The soul of man, which was created in the image of G‑d, also emits both an inner and an encompassing light. It manifests itself via finite and definitive faculties, such as its senses, talents, intellect and feelings. But it also exhibits “encompassing” powers such as will, desire, faith, and the capacity for self-sacrifice. These are supra-rational and supra-natural powers which defy the constraints of physics and reason, and even the axioms of self-interest and self-preservation.

Three Circles

Marriage is the most supra-rational and supra-natural endeavor undertaken by man. For two individuals to become “one flesh” is to violate all the laws of ego and identity, to overcome the basic existential rule that one and one makes two. Thus, it is in marriage that we most emulate G‑d, creating life and eternalizing the temporal (by reproducing, man and woman create not only a child but also that child’s potential to have children, and for his children to have children, ad infinitum). When two become one, they transcend the finite and the mortal, unleashing the single human faculty that is infinite and divine.

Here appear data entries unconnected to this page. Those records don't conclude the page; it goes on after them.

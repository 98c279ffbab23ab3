//! node-balance - daily balance reports for Lightning routing nodes
//!
//! Pulls the `bos accounting` CSV exports of a node, classifies every row into
//! a financial category, totals them over a daily and a lifetime scope and
//! renders a report for delivery to a Telegram chat.
//!
//! # Architecture
//!
//! The crate is organized into the following modules:
//!
//! - `config`: Configuration and path management
//! - `error`: Custom error types
//! - `models`: Records, categories, amounts and scope totals
//! - `sources`: Where exports come from (bos, saved files)
//! - `services`: Parsing, classification and aggregation
//! - `reports`: The daily balance report
//! - `delivery`: Message chunking and delivery sinks
//! - `display`: Table and JSON renderings
//! - `cli`: Command handlers
//!
//! # Example
//!
//! ```rust,ignore
//! use node_balance::services::{aggregate, collect_exports, run_plan};
//! use node_balance::sources::DirectorySource;
//! use node_balance::reports::DailyBalanceReport;
//!
//! let blobs = collect_exports(&DirectorySource::new("exports"), &run_plan())?;
//! let report = DailyBalanceReport::from_aggregation("My Node", aggregate(&blobs))?;
//! println!("{}", report.render());
//! ```

pub mod cli;
pub mod config;
pub mod delivery;
pub mod display;
pub mod error;
pub mod models;
pub mod reports;
pub mod services;
pub mod sources;

pub use error::{BalanceError, BalanceResult};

Marriage thus requires the activation of the encompassing powers of all those involved. There are three partners to a marriage—man, woman and G‑d—and each party contributes the supra-existential dimension of its existence.

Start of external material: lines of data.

//! Export parsing
//!
//! Turns one `bos accounting --csv` blob into typed records. Parsing is
//! all-or-nothing: the first bad row fails the whole export.

use csv::{ReaderBuilder, StringRecord};

use crate::error::{BalanceError, BalanceResult};
use crate::models::{ExportKind, Record, Sats};

/// Positions of the required columns within an export
#[derive(Debug, Clone, Copy, PartialEq, Eq)]
pub struct ColumnMapping {
    /// Index of the date column
    pub date_column: usize,
    /// Index of the transaction type column
    pub type_column: usize,
    /// Index of the amount column
    pub amount_column: usize,
    /// Index of the notes column
    pub notes_column: usize,
}

impl ColumnMapping {
    /// Locate the required columns in a header record
    ///
    /// Matching is case-insensitive. `bos` labels its date column
    /// "Date & Time", so any header starting with "date" is accepted;
    /// "Fiat Amount" and "Transaction ID" are not mistaken for amount or type.
    pub fn from_headers(kind: ExportKind, headers: &StringRecord) -> BalanceResult<Self> {
        let mut date_column = None;
        let mut type_column = None;
        let mut amount_column = None;
        let mut notes_column = None;

        for (idx, header) in headers.iter().enumerate() {
            let h = header.trim().to_lowercase();

            if h.starts_with("date") && date_column.is_none() {
                date_column = Some(idx);
            } else if h == "type" {
                type_column = Some(idx);
            } else if h == "amount" {
                amount_column = Some(idx);
            } else if h == "notes" || h == "note" {
                notes_column = Some(idx);
            }
        }

        let require = |column: Option<usize>, name: &str| {
            column.ok_or_else(|| {
                BalanceError::malformed(kind, 0, format!("header is missing the '{}' column", name))
            })
        };

        Ok(Self {
            date_column: require(date_column, "Date")?,
            type_column: require(type_column, "Type")?,
            amount_column: require(amount_column, "Amount")?,
            notes_column: require(notes_column, "Notes")?,
        })
    }
}

/// Parse a whole export blob into records
///
/// An empty or whitespace-only blob has no records. Data rows are numbered
/// from 1 in error messages; row 0 is the header.
pub fn parse_export(kind: ExportKind, body: &str) -> BalanceResult<Vec<Record>> {
    if body.trim().is_empty() {
        return Ok(Vec::new());
    }

    let mut reader = ReaderBuilder::new()
        .has_headers(true)
        .flexible(true)
        .from_reader(body.as_bytes());

    let headers = reader
        .headers()
        .map_err(|e| BalanceError::malformed(kind, 0, format!("unreadable header: {}", e)))?
        .clone();
    let mapping = ColumnMapping::from_headers(kind, &headers)?;

    let mut records = Vec::new();
    for (idx, result) in reader.records().enumerate() {
        let row = idx + 1;
        let record = result
            .map_err(|e| BalanceError::malformed(kind, row, format!("unreadable row: {}", e)))?;
        records.push(parse_record(kind, &record, row, &mapping)?);
    }

    Ok(records)
}

/// Parse a single CSV row
fn parse_record(
    kind: ExportKind,
    record: &StringRecord,
    row: usize,
    mapping: &ColumnMapping,
) -> BalanceResult<Record> {
    let field = |column: usize, name: &str| {
        record.get(column).ok_or_else(|| {
            BalanceError::malformed(kind, row, format!("missing '{}' column", name))
        })
    };

    let date = field(mapping.date_column, "Date")?;
    let transaction_type = field(mapping.type_column, "Type")?;
    let amount_str = field(mapping.amount_column, "Amount")?;
    let notes = field(mapping.notes_column, "Notes")?;

    let amount = Sats::parse(amount_str)
        .map_err(|e| BalanceError::malformed(kind, row, e.to_string()))?;

    Ok(Record::new(date, transaction_type, amount, notes))
}

#[cfg(test)]
mod tests {
    use super::*;
    use rust_decimal_macros::dec;

    #[test]
    fn test_parse_simple_export() {
        let body = "Date,Type,Amount,Notes\n\
                    2025-01-05,fee:network,-500,Circular payment routing fee\n\
                    2025-01-05,fee:network,-1.25,\n";

        let records = parse_export(ExportKind::Payments, body).unwrap();
        assert_eq!(records.len(), 2);
        assert_eq!(records[0].transaction_type, "fee:network");
        assert_eq!(records[0].amount, Sats::from(dec!(-500)));
        assert_eq!(records[0].notes, "Circular payment routing fee");
        assert_eq!(records[1].amount, Sats::from(dec!(-1.25)));
        assert!(!records[1].has_notes());
    }

    #[test]
    fn test_parse_bos_style_header() {
        let body = "Amount,Asset,Date & Time,Fiat Amount,From ID,Network ID,Notes,To ID,Transaction ID,Type\n\
                    12.5,BTC,2025-01-05T10:00:00.000Z,,,,,,abc,income\n";

        let records = parse_export(ExportKind::Forwards, body).unwrap();
        assert_eq!(records.len(), 1);
        assert_eq!(records[0].date, "2025-01-05T10:00:00.000Z");
        assert_eq!(records[0].transaction_type, "income");
        assert_eq!(records[0].amount, Sats::from(dec!(12.5)));
    }

    #[test]
    fn test_quoted_notes_with_commas() {
        let body = "Date,Type,Amount,Notes\n2025-01-05,fee:network,-30,\"to peer X, again\"\n";
        let records = parse_export(ExportKind::Payments, body).unwrap();
        assert_eq!(records[0].notes, "to peer X, again");
    }

    #[test]
    fn test_empty_blob_has_no_records() {
        assert!(parse_export(ExportKind::ChainFees, "").unwrap().is_empty());
        assert!(parse_export(ExportKind::ChainFees, "  \n").unwrap().is_empty());
        assert!(parse_export(ExportKind::ChainFees, "Date,Type,Amount,Notes\n")
            .unwrap()
            .is_empty());
    }

    #[test]
    fn test_missing_header_column() {
        let err = parse_export(ExportKind::Invoices, "Date,Type,Amount\n2025-01-05,x,1\n").unwrap_err();
        match err {
            BalanceError::MalformedRecord { kind, row, reason } => {
                assert_eq!(kind, ExportKind::Invoices);
                assert_eq!(row, 0);
                assert!(reason.contains("Notes"));
            }
            other => panic!("unexpected error: {other:?}"),
        }
    }

    #[test]
    fn test_short_row_names_row_index() {
        let body = "Date,Type,Amount,Notes\n2025-01-05,x,1,ok\n2025-01-05,x\n";
        let err = parse_export(ExportKind::Forwards, body).unwrap_err();
        assert!(matches!(
            err,
            BalanceError::MalformedRecord { kind: ExportKind::Forwards, row: 2, .. }
        ));
    }

    #[test]
    fn test_invalid_amount() {
        let body = "Date,Type,Amount,Notes\n2025-01-05,x,lots,\n";
        let err = parse_export(ExportKind::ChainSends, body).unwrap_err();
        assert_eq!(
            err.to_string(),
            "Malformed record in chain-sends export at row 1: invalid amount 'lots'"
        );
    }

    #[test]
    fn test_amount_beyond_supply_is_malformed() {
        let body = "Date,Type,Amount,Notes\n2025-01-05,income,1,\n2025-01-05,income,9e20,\n";
        let err = parse_export(ExportKind::Forwards, body).unwrap_err();
        assert_eq!(
            err.to_string(),
            "Malformed record in forwards export at row 2: amount '9e20' exceeds the bitcoin supply"
        );
    }
}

A marriage, therefore, consists of three circles: the feminine circle, the masculine circle and the divine circle. The wedding ceremony begins with the bride’s encircling of the groom. Seven times she walks around her husband-to-be, enveloping him in the encompassing light of her soul, committing herself to a bond that transcends reason and ego. The groom then does the same by encircling her finger with a ring, thereby consecrating her as his wife. And all this occurs under the chupah (wedding canopy), which represents G‑d’s embrace of the couple with His encompassing light, empowering them to transcend the confines of self and to unite in the eternal edifice of marriage.